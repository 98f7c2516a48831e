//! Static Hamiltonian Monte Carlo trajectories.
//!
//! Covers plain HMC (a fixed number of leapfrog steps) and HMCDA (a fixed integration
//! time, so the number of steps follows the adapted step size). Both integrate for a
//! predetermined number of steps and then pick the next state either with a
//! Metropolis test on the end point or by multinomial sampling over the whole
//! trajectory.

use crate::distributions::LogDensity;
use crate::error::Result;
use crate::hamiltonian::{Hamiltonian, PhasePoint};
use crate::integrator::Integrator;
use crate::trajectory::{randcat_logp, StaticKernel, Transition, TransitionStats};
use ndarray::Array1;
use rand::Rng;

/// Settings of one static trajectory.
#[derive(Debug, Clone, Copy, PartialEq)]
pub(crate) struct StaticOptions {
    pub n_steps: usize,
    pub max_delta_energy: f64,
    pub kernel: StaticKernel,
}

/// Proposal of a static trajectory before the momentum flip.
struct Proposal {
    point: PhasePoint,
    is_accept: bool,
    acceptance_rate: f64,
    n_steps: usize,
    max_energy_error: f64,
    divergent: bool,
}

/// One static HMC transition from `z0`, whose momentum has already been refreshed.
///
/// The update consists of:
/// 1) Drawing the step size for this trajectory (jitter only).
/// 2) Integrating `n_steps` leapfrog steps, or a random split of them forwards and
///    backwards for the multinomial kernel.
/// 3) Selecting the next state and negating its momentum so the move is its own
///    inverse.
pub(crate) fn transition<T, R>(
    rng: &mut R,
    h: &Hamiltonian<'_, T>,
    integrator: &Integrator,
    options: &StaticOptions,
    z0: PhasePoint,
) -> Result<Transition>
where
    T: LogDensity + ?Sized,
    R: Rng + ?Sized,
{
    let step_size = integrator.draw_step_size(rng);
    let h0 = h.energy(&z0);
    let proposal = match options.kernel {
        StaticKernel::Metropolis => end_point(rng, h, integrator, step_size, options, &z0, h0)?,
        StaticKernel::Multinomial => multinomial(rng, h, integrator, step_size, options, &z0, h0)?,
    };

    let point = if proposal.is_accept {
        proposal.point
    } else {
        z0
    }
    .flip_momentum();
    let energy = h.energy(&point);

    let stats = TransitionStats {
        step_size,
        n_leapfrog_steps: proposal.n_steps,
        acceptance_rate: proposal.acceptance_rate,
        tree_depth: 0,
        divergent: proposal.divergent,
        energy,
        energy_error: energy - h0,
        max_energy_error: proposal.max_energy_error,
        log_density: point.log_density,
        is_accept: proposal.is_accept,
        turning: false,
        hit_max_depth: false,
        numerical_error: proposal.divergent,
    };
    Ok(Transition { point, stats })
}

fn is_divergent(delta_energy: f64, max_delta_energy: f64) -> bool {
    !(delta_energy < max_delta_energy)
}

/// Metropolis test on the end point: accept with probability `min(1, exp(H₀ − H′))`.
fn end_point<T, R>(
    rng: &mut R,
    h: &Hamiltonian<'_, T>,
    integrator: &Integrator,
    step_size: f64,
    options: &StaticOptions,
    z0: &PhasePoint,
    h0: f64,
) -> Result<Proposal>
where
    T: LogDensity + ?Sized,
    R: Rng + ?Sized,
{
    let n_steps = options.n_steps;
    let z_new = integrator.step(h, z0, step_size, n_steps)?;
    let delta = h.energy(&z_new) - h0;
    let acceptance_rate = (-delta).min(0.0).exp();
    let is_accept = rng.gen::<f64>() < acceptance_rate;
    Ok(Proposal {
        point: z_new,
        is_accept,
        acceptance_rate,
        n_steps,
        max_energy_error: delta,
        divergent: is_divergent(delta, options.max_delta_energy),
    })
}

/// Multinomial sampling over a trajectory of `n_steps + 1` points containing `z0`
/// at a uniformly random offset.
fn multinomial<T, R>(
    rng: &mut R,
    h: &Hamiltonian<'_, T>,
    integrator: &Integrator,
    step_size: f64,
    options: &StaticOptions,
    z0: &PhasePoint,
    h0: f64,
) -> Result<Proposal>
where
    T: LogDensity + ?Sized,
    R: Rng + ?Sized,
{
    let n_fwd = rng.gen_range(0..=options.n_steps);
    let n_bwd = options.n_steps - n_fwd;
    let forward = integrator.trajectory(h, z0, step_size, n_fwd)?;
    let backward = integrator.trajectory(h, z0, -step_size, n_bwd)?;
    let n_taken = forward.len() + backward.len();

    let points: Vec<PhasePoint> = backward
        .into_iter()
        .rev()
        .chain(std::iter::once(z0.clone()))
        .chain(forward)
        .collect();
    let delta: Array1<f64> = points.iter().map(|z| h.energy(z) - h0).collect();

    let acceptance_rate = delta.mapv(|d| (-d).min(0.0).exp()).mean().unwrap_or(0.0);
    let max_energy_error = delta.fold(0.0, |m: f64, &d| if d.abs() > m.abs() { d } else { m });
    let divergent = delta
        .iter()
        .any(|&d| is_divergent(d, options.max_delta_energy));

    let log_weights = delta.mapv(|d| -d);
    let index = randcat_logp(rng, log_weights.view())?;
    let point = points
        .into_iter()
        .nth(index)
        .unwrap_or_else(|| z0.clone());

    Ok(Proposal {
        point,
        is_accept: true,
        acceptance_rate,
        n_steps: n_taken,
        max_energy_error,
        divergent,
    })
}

::::::::::

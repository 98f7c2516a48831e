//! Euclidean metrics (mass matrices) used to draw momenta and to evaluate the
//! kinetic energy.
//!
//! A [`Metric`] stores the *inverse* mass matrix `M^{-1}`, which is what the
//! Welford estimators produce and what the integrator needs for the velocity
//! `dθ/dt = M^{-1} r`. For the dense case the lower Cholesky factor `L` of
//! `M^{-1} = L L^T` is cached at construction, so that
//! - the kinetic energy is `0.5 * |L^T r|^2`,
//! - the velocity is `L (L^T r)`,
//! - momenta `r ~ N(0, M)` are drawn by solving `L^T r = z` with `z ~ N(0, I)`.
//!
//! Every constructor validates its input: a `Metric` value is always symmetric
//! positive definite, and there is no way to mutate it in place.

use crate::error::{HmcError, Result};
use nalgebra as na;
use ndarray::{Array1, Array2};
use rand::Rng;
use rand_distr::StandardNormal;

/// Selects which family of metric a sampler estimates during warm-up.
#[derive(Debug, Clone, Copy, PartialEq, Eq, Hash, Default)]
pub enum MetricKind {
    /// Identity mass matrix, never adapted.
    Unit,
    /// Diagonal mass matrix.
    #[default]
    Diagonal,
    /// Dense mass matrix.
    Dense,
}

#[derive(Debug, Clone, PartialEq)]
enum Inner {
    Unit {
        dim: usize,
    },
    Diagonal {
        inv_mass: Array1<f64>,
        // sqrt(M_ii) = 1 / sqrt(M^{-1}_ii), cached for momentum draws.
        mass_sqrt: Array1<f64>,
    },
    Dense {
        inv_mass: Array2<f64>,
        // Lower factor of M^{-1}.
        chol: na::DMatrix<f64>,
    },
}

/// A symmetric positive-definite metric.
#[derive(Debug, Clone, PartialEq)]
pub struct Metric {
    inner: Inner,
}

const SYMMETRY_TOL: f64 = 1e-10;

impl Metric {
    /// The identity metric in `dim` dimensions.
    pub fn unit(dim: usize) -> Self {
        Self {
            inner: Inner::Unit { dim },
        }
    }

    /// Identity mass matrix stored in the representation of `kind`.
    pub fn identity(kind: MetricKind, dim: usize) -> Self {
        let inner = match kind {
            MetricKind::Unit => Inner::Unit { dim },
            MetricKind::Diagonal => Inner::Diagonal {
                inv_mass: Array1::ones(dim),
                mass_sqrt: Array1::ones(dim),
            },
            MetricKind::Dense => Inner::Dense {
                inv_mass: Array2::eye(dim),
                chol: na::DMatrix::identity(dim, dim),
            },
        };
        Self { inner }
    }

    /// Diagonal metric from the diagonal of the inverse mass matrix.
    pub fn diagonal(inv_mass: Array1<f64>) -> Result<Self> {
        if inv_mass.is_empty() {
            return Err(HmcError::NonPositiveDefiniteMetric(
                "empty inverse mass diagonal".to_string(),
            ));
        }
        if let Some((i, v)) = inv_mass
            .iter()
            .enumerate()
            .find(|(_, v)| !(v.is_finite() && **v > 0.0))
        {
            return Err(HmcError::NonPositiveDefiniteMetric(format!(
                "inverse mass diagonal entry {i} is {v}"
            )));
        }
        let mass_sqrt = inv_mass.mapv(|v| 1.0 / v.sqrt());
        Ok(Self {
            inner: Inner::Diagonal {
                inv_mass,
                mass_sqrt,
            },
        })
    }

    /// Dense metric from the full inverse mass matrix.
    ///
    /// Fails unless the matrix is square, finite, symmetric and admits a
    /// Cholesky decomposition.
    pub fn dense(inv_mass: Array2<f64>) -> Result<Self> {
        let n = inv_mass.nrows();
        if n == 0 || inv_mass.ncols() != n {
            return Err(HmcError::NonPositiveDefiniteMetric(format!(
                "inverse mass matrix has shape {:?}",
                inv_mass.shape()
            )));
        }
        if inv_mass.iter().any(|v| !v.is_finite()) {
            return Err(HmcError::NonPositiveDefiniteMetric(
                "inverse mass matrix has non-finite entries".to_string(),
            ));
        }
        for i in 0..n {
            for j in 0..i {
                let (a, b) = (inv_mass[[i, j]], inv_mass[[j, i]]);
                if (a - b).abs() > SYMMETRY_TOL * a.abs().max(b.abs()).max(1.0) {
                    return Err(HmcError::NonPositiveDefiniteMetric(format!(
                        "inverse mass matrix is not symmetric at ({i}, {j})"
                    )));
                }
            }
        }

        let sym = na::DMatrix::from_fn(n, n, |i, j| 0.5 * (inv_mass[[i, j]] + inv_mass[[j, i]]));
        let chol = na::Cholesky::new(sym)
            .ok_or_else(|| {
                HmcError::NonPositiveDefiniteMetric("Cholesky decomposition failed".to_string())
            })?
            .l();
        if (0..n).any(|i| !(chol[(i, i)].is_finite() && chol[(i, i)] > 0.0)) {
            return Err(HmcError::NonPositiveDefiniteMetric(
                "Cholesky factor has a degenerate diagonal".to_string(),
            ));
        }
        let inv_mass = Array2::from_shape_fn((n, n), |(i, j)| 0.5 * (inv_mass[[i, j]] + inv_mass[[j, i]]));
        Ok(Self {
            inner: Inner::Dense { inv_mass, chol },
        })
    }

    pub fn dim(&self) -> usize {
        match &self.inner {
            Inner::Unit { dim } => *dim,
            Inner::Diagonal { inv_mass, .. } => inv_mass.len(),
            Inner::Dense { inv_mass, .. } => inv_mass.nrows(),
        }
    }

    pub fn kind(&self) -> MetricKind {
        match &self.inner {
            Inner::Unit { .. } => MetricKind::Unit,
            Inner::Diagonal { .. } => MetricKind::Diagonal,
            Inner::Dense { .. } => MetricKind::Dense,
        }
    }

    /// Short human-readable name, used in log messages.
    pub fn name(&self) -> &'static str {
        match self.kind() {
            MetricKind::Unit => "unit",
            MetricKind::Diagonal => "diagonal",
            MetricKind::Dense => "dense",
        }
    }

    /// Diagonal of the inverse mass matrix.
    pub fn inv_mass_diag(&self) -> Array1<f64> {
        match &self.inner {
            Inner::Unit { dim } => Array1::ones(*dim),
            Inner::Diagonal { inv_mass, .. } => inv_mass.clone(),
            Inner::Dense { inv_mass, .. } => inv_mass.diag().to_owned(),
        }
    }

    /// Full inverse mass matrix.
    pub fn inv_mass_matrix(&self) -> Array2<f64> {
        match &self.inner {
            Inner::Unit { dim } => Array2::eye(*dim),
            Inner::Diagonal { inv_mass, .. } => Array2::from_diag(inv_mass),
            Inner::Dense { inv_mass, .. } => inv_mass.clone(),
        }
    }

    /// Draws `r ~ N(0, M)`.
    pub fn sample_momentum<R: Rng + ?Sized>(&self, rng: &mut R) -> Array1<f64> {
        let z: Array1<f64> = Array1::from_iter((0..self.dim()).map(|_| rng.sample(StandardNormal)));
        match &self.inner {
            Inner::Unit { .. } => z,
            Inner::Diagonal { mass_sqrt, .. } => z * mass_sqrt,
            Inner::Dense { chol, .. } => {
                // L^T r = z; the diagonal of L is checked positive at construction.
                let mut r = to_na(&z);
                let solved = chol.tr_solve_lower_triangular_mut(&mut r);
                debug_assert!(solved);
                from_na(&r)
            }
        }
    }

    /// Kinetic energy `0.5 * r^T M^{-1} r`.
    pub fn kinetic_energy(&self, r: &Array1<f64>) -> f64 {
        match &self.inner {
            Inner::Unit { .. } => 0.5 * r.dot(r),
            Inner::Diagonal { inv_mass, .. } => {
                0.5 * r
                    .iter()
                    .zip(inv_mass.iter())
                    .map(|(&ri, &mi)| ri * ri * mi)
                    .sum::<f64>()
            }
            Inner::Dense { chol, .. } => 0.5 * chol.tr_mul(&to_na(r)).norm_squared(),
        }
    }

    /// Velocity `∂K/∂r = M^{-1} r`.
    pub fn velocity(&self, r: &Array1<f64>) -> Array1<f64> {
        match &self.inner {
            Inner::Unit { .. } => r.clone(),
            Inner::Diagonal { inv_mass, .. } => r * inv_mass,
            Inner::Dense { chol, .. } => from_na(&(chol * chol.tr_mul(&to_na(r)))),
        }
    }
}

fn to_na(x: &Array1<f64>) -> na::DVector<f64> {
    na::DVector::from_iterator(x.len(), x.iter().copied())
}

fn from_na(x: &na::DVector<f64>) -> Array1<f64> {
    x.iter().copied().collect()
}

::::::::::

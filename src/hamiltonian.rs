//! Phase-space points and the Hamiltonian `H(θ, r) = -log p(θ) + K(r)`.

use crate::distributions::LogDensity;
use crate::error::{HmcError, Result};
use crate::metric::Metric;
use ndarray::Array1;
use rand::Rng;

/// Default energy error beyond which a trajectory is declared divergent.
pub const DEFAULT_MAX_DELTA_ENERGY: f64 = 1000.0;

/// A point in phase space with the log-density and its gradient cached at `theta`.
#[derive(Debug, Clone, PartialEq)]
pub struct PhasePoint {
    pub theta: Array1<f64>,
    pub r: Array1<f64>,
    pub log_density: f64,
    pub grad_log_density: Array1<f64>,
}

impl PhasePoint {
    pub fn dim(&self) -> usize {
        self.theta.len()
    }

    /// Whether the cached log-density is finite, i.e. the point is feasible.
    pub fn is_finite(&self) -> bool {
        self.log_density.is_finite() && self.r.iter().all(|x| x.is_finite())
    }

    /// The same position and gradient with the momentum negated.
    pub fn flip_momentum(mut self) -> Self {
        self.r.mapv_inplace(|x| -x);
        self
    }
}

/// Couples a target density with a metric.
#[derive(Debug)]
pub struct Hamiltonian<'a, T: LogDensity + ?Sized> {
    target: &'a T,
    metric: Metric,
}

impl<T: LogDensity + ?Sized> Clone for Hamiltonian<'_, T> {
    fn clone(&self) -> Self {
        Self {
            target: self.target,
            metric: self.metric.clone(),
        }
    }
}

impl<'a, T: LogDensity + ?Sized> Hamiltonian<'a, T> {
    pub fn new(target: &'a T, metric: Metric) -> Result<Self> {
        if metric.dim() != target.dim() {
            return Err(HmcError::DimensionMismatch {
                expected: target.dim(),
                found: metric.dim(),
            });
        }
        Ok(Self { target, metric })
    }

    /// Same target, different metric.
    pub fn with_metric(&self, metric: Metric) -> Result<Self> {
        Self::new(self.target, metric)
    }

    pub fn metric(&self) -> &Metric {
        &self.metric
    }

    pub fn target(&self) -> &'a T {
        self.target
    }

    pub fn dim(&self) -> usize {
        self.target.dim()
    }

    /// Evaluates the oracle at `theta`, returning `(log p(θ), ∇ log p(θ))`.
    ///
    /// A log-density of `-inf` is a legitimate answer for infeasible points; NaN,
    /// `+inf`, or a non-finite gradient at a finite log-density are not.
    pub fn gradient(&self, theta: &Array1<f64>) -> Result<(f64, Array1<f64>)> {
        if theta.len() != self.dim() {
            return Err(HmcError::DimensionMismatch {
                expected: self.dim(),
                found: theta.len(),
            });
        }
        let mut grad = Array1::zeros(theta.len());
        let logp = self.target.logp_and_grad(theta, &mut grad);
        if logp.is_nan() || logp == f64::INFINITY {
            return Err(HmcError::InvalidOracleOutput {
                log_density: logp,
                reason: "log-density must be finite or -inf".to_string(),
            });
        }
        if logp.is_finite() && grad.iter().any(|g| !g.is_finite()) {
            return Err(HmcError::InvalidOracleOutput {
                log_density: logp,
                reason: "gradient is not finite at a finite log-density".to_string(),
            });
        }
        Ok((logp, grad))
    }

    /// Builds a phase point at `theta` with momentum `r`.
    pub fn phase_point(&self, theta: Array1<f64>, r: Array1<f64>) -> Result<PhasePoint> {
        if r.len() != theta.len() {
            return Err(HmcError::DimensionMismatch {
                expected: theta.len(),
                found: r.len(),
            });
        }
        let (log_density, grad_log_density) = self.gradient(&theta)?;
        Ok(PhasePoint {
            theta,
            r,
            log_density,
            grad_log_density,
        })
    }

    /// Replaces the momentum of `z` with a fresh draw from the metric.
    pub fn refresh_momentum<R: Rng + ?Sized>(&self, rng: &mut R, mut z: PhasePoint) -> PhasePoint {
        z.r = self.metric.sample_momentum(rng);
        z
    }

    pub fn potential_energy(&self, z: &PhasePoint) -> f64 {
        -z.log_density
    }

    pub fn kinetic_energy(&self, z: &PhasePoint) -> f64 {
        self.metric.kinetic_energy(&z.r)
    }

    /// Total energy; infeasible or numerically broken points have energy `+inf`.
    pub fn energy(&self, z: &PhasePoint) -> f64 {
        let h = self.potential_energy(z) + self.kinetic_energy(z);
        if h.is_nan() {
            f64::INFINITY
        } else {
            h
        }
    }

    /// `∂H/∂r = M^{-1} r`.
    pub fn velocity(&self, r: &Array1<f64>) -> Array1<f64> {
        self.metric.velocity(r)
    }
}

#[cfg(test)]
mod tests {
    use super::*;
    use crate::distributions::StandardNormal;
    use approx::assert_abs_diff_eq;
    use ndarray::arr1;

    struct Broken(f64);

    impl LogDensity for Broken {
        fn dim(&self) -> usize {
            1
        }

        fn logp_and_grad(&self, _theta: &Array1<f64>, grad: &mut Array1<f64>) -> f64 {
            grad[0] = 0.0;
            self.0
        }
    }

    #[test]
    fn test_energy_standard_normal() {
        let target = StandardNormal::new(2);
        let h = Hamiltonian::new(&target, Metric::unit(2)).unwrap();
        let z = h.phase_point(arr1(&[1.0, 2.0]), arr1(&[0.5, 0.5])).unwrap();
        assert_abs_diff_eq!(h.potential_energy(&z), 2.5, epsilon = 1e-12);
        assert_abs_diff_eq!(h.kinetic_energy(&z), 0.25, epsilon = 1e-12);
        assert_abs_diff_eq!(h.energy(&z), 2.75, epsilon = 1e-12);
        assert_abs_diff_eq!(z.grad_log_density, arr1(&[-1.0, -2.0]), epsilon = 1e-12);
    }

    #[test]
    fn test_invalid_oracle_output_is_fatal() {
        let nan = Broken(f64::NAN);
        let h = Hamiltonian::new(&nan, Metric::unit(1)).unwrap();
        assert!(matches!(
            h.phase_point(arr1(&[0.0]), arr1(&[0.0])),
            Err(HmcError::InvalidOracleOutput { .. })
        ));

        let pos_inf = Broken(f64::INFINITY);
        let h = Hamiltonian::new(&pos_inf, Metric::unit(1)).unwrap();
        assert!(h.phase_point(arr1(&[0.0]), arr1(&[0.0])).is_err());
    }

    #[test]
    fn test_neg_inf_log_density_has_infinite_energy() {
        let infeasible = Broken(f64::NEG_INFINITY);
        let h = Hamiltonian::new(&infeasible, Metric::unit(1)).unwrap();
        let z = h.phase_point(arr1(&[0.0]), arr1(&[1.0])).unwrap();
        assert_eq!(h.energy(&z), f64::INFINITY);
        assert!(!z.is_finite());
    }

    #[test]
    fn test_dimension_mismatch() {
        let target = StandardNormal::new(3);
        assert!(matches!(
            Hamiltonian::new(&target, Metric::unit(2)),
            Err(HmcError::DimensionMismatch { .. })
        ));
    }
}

::::::::::

### Task details
Copy all lines of the records that have the string "used" in them.

### Result of this task
//! Euclidean metrics (mass matrices) used to draw momenta and to evaluate the
    /// Short human-readable name, used in log messages.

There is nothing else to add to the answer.